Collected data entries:
•••••

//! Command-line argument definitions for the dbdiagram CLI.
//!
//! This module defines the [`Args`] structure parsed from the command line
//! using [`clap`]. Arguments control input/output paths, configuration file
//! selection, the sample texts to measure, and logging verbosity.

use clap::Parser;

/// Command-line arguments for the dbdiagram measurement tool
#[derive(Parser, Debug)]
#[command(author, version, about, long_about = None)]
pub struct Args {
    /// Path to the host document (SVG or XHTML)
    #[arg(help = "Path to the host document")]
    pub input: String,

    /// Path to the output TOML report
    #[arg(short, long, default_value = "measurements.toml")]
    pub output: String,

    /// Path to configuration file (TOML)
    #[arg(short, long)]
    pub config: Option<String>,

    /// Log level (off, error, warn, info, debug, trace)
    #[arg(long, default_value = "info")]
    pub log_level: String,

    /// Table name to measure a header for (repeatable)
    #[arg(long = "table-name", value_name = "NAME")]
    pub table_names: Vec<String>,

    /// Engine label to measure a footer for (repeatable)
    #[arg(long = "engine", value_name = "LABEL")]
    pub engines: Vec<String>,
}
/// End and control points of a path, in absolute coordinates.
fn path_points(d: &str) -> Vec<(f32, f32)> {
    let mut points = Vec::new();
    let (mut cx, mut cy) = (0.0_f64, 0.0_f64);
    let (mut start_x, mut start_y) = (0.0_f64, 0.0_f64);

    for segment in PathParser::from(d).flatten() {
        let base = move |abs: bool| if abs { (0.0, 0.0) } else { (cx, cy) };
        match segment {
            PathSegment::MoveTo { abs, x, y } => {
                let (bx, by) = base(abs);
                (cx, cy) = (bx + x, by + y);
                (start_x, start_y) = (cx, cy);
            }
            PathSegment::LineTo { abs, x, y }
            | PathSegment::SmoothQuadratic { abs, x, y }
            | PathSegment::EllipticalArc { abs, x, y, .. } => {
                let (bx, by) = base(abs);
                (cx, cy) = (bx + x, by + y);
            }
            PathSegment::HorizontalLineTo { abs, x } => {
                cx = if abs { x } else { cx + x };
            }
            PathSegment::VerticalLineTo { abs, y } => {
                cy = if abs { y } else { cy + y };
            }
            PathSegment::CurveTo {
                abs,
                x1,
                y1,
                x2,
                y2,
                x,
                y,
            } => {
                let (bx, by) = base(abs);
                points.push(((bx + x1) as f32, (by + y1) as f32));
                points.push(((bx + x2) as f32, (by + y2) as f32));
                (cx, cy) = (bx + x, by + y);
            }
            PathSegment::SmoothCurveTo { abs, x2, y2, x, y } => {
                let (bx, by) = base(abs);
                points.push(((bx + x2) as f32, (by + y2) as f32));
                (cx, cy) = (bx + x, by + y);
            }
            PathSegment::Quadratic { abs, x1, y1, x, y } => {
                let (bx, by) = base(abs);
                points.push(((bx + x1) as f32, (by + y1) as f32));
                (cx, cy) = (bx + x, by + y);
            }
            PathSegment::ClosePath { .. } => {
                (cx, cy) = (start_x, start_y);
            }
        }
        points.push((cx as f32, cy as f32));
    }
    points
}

•••••

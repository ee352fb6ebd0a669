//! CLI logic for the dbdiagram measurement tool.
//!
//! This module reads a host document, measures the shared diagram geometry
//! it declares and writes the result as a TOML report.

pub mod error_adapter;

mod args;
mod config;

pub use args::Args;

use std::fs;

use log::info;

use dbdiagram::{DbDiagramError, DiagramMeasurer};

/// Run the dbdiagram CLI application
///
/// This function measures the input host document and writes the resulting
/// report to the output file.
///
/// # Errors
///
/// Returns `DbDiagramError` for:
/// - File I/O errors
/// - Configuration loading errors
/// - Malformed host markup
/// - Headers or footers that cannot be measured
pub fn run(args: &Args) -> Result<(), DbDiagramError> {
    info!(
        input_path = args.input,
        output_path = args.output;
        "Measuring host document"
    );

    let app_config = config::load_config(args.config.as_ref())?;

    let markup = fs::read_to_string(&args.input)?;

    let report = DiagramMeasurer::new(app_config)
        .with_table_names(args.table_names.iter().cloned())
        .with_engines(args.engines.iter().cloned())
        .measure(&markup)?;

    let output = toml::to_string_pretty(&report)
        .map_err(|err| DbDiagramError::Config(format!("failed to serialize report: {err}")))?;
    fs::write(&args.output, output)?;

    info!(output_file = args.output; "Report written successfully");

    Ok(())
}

•••••

» **Your instructions**
Of the entries above, transcribe exactly those lines that fall between the line containing "the dbdiagram CLI." and the line containing "header for (repeatable)", together with those two lines.

» **Output of the exercise**
//! Command-line argument definitions for the dbdiagram CLI.
//!
//! This module defines the [`Args`] structure parsed from the command line
//! using [`clap`]. Arguments control input/output paths, configuration file
//! selection, the sample texts to measure, and logging verbosity.

use clap::Parser;

/// Command-line arguments for the dbdiagram measurement tool
#[derive(Parser, Debug)]
#[command(author, version, about, long_about = None)]
pub struct Args {
    /// Path to the host document (SVG or XHTML)
    #[arg(help = "Path to the host document")]
    pub input: String,

    /// Path to the output TOML report
    #[arg(short, long, default_value = "measurements.toml")]
    pub output: String,

    /// Path to configuration file (TOML)
    #[arg(short, long)]
    pub config: Option<String>,

    /// Log level (off, error, warn, info, debug, trace)
    #[arg(long, default_value = "info")]
    pub log_level: String,

    /// Table name to measure a header for (repeatable)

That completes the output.